This patch implements emission of OpenMP target region entrypoints: the
compiler emits the target function with '$impl' appended to the name, and
under the original name it emits a short entry sequence that sets up shared
memory arrays and calls the target function via 'gomp_nvptx_main' (which is
implemented in libgomp).

	* config/nvptx/nvptx.c (write_as_kernel): Restrict to OpenACC target
	regions.
	(write_omp_entry): New.  Use it...
	(nvptx_declare_function_name): ...here to emit OpenMP target region
	entrypoints.
	(nvptx_record_offload_symbol): Handle NULL attributes.
---
 gcc/config/nvptx/nvptx.c | 82 +++++++++++++++++++++++++++++++++++++++++++++---
 1 file changed, 78 insertions(+), 4 deletions(-)

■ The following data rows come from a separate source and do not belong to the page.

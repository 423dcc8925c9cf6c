//! Branch selection.
//!
//! Rules are tried in order and the first one that yields a name wins:
//!
//! 1. the checked-out branch, unless HEAD is detached
//! 2. the local name behind the remote's default-branch pointer
//! 3. `main`, if it exists
//! 4. `master`, if it exists
//! 5. `HEAD`, which always resolves

use crate::paths::HEAD;
use crate::vcs::Vcs;
use serde::Serialize;
use std::fmt;
use std::path::Path;

// ---------------------------------------------------------------------------
// BranchSource / Branch
// ---------------------------------------------------------------------------

#[derive(Debug, Clone, Copy, PartialEq, Eq, Serialize)]
#[serde(rename_all = "snake_case")]
pub enum BranchSource {
    Current,
    RemoteDefault,
    Main,
    Master,
    Head,
}

impl BranchSource {
    pub fn as_str(self) -> &'static str {
        match self {
            BranchSource::Current => "current branch",
            BranchSource::RemoteDefault => "remote default",
            BranchSource::Main => "main",
            BranchSource::Master => "master",
            BranchSource::Head => "head pointer",
        }
    }
}

#[derive(Debug, Clone, PartialEq, Eq, Serialize)]
pub struct Branch {
    pub name: String,
    pub source: BranchSource,
}

impl Branch {
    /// True for the generic head pointer, which is never checked out.
    pub fn is_head(&self) -> bool {
        self.source == BranchSource::Head
    }
}

impl fmt::Display for Branch {
    fn fmt(&self, f: &mut fmt::Formatter<'_>) -> fmt::Result {
        f.write_str(&self.name)
    }
}

// ---------------------------------------------------------------------------
// Rule table
// ---------------------------------------------------------------------------

/// Context a rule can consult.
pub struct Probe<'a> {
    pub vcs: &'a dyn Vcs,
    pub repo: &'a Path,
    pub remote: &'a str,
}

type Rule = fn(&Probe<'_>) -> Option<String>;

const RULES: &[(BranchSource, Rule)] = &[
    (BranchSource::Current, current),
    (BranchSource::RemoteDefault, remote_default),
    (BranchSource::Main, main_branch),
    (BranchSource::Master, master_branch),
];

fn current(probe: &Probe<'_>) -> Option<String> {
    probe.vcs.current_branch(probe.repo)
}

fn remote_default(probe: &Probe<'_>) -> Option<String> {
    probe.vcs.remote_default_branch(probe.repo, probe.remote)
}

fn main_branch(probe: &Probe<'_>) -> Option<String> {
    existing(probe, "main")
}

fn master_branch(probe: &Probe<'_>) -> Option<String> {
    existing(probe, "master")
}

fn existing(probe: &Probe<'_>, name: &str) -> Option<String> {
    probe
        .vcs
        .branch_exists(probe.repo, name)
        .then(|| name.to_string())
}

/// Pick the branch to restore in `repo`. Never fails.
pub fn select_branch(vcs: &dyn Vcs, repo: &Path, remote: &str) -> Branch {
    let probe = Probe { vcs, repo, remote };
    RULES
        .iter()
        .find_map(|(source, rule)| {
            rule(&probe).map(|name| Branch {
                name,
                source: *source,
            })
        })
        .unwrap_or_else(|| Branch {
            name: HEAD.to_string(),
            source: BranchSource::Head,
        })
}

diff --git a/gcc/config/nvptx/nvptx.c b/gcc/config/nvptx/nvptx.c
index f9ac380..8d86aa8 100644
--- a/gcc/config/nvptx/nvptx.c
+++ b/gcc/config/nvptx/nvptx.c
@@ -739,7 +739,10 @@ static bool
 write_as_kernel (tree attrs)
 {
   return (lookup_attribute ("kernel", attrs) != NULL_TREE
-	  || lookup_attribute ("omp target entrypoint", attrs) != NULL_TREE);
+	  || (lookup_attribute ("omp target entrypoint", attrs) != NULL_TREE
+	      && lookup_attribute ("oacc function", attrs) != NULL_TREE));
+  /* For OpenMP target regions, the corresponding kernel entry is emitted from
+     write_omp_entry as a separate function.  */
 }
 
 /* Emit a linker marker for a function decl or defn.  */
@@ -1096,6 +1099,69 @@ nvptx_init_unisimt_predicate (FILE *file)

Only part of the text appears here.